5.17 Eldorado Substation: - An electrical substation located in Clark County, State of Nevada,
consisting of the General Facilities, the 230kV Switchyard, a 500kV switchyard, 500/230 kV
transformer banks, and all appurtenant facilities thereto.
5.18 Eldorado System Co-Owners: Department of Water and Power of the City of Los Angeles,
Nevada Power Company, Salt River Project Agricultural Improvement and Power District
and Southern California Edison Company.
5.19 Eldorado System Operating Agreement: The Eldorado System Operating Agreement
Between Department of Water and Power of the City of Los Angeles, Nevada Power
Company, Salt River Project Agricultural Improvement and Power District and Southern
California Edison Company dated September 1, 1972.
5.20 FERC: Federal Energy Regulatory Commission, or its regulatory successor.

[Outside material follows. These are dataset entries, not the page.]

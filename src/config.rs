use std::env;
use std::path::PathBuf;

use log::info;
use thiserror::Error;

use crate::models::Configuration;

const DEFAULT_OUTPUT: &str = "dashboard.html";
const DEFAULT_TITLE: &str = "Monitor de Calidad del Aire";

#[derive(Debug, Clone, PartialEq, Eq, Error)]
pub enum ConfigError {
    #[error("{key} must be a non-negative integer, got '{value}'")]
    InvalidNumber { key: &'static str, value: String },
    #[error("{key} is set but empty")]
    Empty { key: &'static str },
}

/// Optional replacements for the sample monitoring settings
#[derive(Debug, Clone, Copy, Default, PartialEq, Eq)]
pub struct ConfigOverrides {
    pub sample_interval_seconds: Option<u32>,
    pub display_window_hours: Option<u32>,
    pub critical_threshold: Option<u32>,
}

impl ConfigOverrides {
    pub fn apply(&self, base: Configuration) -> Configuration {
        Configuration {
            sample_interval_seconds: self
                .sample_interval_seconds
                .unwrap_or(base.sample_interval_seconds),
            display_window_hours: self
                .display_window_hours
                .unwrap_or(base.display_window_hours),
            critical_threshold: self.critical_threshold.unwrap_or(base.critical_threshold),
        }
    }
}

#[derive(Debug, Clone)]
pub struct DashboardConfig {
    pub output_path: PathBuf,
    pub title: String,
    pub overrides: ConfigOverrides,
}

impl DashboardConfig {
    pub fn new() -> Result<Self, ConfigError> {
        // Load environment variables
        dotenv::dotenv().ok();

        Self::from_lookup(|key| env::var(key).ok())
    }

    /// Build the configuration from any key lookup (the process environment in `new`)
    pub fn from_lookup<F>(lookup: F) -> Result<Self, ConfigError>
    where
        F: Fn(&str) -> Option<String>,
    {
        let output_path = match lookup("DASHBOARD_OUTPUT") {
            Some(path) if path.trim().is_empty() => {
                return Err(ConfigError::Empty {
                    key: "DASHBOARD_OUTPUT",
                })
            }
            Some(path) => PathBuf::from(path.trim()),
            None => PathBuf::from(DEFAULT_OUTPUT),
        };

        let title = lookup("DASHBOARD_TITLE")
            .map(|t| t.trim().to_string())
            .filter(|t| !t.is_empty())
            .unwrap_or_else(|| DEFAULT_TITLE.to_string());

        let overrides = ConfigOverrides {
            sample_interval_seconds: parse_number(&lookup, "SAMPLE_INTERVAL_SECONDS")?,
            display_window_hours: parse_number(&lookup, "DISPLAY_WINDOW_HOURS")?,
            critical_threshold: parse_number(&lookup, "CRITICAL_THRESHOLD")?,
        };

        info!("Output: {}", output_path.display());
        if overrides != ConfigOverrides::default() {
            info!("Settings overridden from environment: {:?}", overrides);
        }

        Ok(DashboardConfig {
            output_path,
            title,
            overrides,
        })
    }
}

fn parse_number<F>(lookup: &F, key: &'static str) -> Result<Option<u32>, ConfigError>
where
    F: Fn(&str) -> Option<String>,
{
    match lookup(key) {
        Some(value) => match value.trim().parse::<u32>() {
            Ok(number) => Ok(Some(number)),
            Err(_) => Err(ConfigError::InvalidNumber { key, value }),
        },
        None => Ok(None),
    }
}
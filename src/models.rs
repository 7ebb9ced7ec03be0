use std::fmt;

/// Air quality classification attached to a reading
///
/// Labels that do not match a known class are kept verbatim in `Other`
/// so they can still be displayed (and styled as the worst class).
#[derive(Debug, Clone, PartialEq, Eq)]
pub enum QualityLabel {
    Good,
    Moderate,
    Poor,
    Other(String),
}

impl QualityLabel {
    /// Text shown on the dashboard for this label
    pub fn as_str(&self) -> &str {
        match self {
            QualityLabel::Good => "Buena",
            QualityLabel::Moderate => "Moderada",
            QualityLabel::Poor => "Deficiente",
            QualityLabel::Other(label) => label,
        }
    }
}

impl From<&str> for QualityLabel {
    fn from(label: &str) -> Self {
        match label.trim().to_lowercase().as_str() {
            "buena" | "good" => QualityLabel::Good,
            "moderada" | "moderate" => QualityLabel::Moderate,
            "deficiente" | "poor" => QualityLabel::Poor,
            _ => QualityLabel::Other(label.to_string()),
        }
    }
}

impl fmt::Display for QualityLabel {
    fn fmt(&self, f: &mut fmt::Formatter<'_>) -> fmt::Result {
        f.write_str(self.as_str())
    }
}

/// Alert severity level
#[derive(Debug, Clone, PartialEq, Eq)]
pub enum Severity {
    Critical,
    Warning,
    Info,
    Other(String),
}

impl Severity {
    pub fn as_str(&self) -> &str {
        match self {
            Severity::Critical => "Crítica",
            Severity::Warning => "Advertencia",
            Severity::Info => "Informativa",
            Severity::Other(level) => level,
        }
    }
}

impl From<&str> for Severity {
    fn from(level: &str) -> Self {
        match level.trim().to_lowercase().as_str() {
            "crítica" | "critica" | "critical" => Severity::Critical,
            "advertencia" | "warning" => Severity::Warning,
            "informativa" | "info" => Severity::Info,
            _ => Severity::Other(level.to_string()),
        }
    }
}

impl fmt::Display for Severity {
    fn fmt(&self, f: &mut fmt::Formatter<'_>) -> fmt::Result {
        f.write_str(self.as_str())
    }
}

#[derive(Debug, Clone, PartialEq)]
pub struct Reading {
    pub timestamp: String,
    pub temperature_c: f64,
    pub humidity_pct: f64,
    pub air_quality_index: u32,
    pub quality: QualityLabel,
}

impl Reading {
    pub fn new(
        timestamp: &str,
        temperature_c: f64,
        humidity_pct: f64,
        air_quality_index: u32,
        quality: &str,
    ) -> Self {
        Reading {
            timestamp: timestamp.to_string(),
            temperature_c,
            humidity_pct,
            air_quality_index,
            quality: QualityLabel::from(quality),
        }
    }
}

/// Monitoring settings shown in the configuration card
#[derive(Debug, Clone, Copy, PartialEq, Eq)]
pub struct Configuration {
    pub sample_interval_seconds: u32,
    pub display_window_hours: u32,
    pub critical_threshold: u32,
}

#[derive(Debug, Clone, PartialEq)]
pub struct Alert {
    pub timestamp: String,
    pub message: String,
    pub severity: Severity,
}

impl Alert {
    pub fn new(timestamp: &str, message: &str, severity: &str) -> Self {
        Alert {
            timestamp: timestamp.to_string(),
            message: message.to_string(),
            severity: Severity::from(severity),
        }
    }
}

#[cfg(test)]
mod tests {
    use super::*;

    #[test]
    fn parses_spanish_and_english_quality_labels() {
        assert_eq!(QualityLabel::from("Buena"), QualityLabel::Good);
        assert_eq!(QualityLabel::from("moderate"), QualityLabel::Moderate);
        assert_eq!(QualityLabel::from(" Deficiente "), QualityLabel::Poor);
    }

    #[test]
    fn keeps_unknown_labels_verbatim() {
        let label = QualityLabel::from("Peligrosa");
        assert_eq!(label, QualityLabel::Other("Peligrosa".to_string()));
        assert_eq!(label.to_string(), "Peligrosa");
    }

    #[test]
    fn severity_display_uses_dashboard_text() {
        assert_eq!(Severity::from("Crítica").to_string(), "Crítica");
        assert_eq!(Severity::from("warning").to_string(), "Advertencia");
        assert_eq!(Severity::from("Info"), Severity::Info);
        assert_eq!(Severity::from("Urgente"), Severity::Other("Urgente".to_string()));
    }
}
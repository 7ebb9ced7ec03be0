pub mod document;
pub mod element;

pub use document::Document;
pub use element::Element;

/// Identifiers of the regions the dashboard page exposes to the binders
pub mod regions {
    pub const TEMP_ACTUAL: &str = "temp-actual";
    pub const HUM_ACTUAL: &str = "hum-actual";
    pub const IAQ_ACTUAL: &str = "iaq-actual";
    pub const ESTADO_CALIDAD: &str = "estado-calidad";
    pub const ETIQUETA_ESTADO: &str = "etiqueta-estado";
    pub const CONFIG_INTERVALO: &str = "config-intervalo";
    pub const CONFIG_RANGO: &str = "config-rango";
    pub const CONFIG_UMBRAL: &str = "config-umbral";
    pub const LISTA_ALERTAS: &str = "lista-alertas";
    pub const TABLA_MEDICIONES: &str = "tabla-mediciones";
    /// Footer line with the generation time, not used by the binders
    pub const PIE_GENERADO: &str = "pie-generado";
}

/// A presentation surface made of named regions
///
/// Binders only talk to the page through this trait, so tests can hand them
/// any document, including one with regions missing.
pub trait Surface {
    fn region(&self, id: &str) -> Option<&Element>;

    fn region_mut(&mut self, id: &str) -> Option<&mut Element>;

    fn has_region(&self, id: &str) -> bool {
        self.region(id).is_some()
    }
}

/// Return the first identifier in `ids` that the surface does not expose
pub fn first_missing<'a, S: Surface + ?Sized>(surface: &S, ids: &[&'a str]) -> Option<&'a str> {
    ids.iter().copied().find(|id| !surface.has_region(id))
}
//! Hard-coded sample data shown on the dashboard

use crate::dashboard::DashboardData;
use crate::models::{Alert, Configuration, Reading};

pub fn dashboard_data() -> DashboardData {
    DashboardData {
        current: Reading::new("2025-12-26 08:15", 24.5, 55.0, 72, "Moderada"),
        configuration: Configuration {
            sample_interval_seconds: 60,
            display_window_hours: 24,
            critical_threshold: 100,
        },
        // Newest first
        alerts: vec![
            Alert::new(
                "2025-12-26 08:15",
                "IAQ elevado en Laboratorio 1",
                "Advertencia",
            ),
            Alert::new(
                "2025-12-25 16:40",
                "Calidad del aire crítica en Aula 203",
                "Crítica",
            ),
        ],
        readings: vec![
            Reading::new("2025-12-26 08:00", 23.9, 52.0, 65, "Buena"),
            Reading::new("2025-12-26 07:30", 23.5, 50.0, 60, "Buena"),
            Reading::new("2025-12-26 07:00", 24.2, 53.0, 70, "Moderada"),
            Reading::new("2025-12-26 06:30", 25.0, 58.0, 85, "Deficiente"),
        ],
    }
}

5.21 FERC Accounts: The FERC's "Uniform System of Accounts Prescribed for Public Utilities
and Licensees," subject to the provisions of the Federal Power Act in effect as of the date of
this Agreement, and as such system of accounts may be in effect from time to time.
Reference in this Agreement to any specific FERC Account number shall mean the FERC
Account number in effect as of the effective date of this Agreement or any corresponding
successor FERC Account.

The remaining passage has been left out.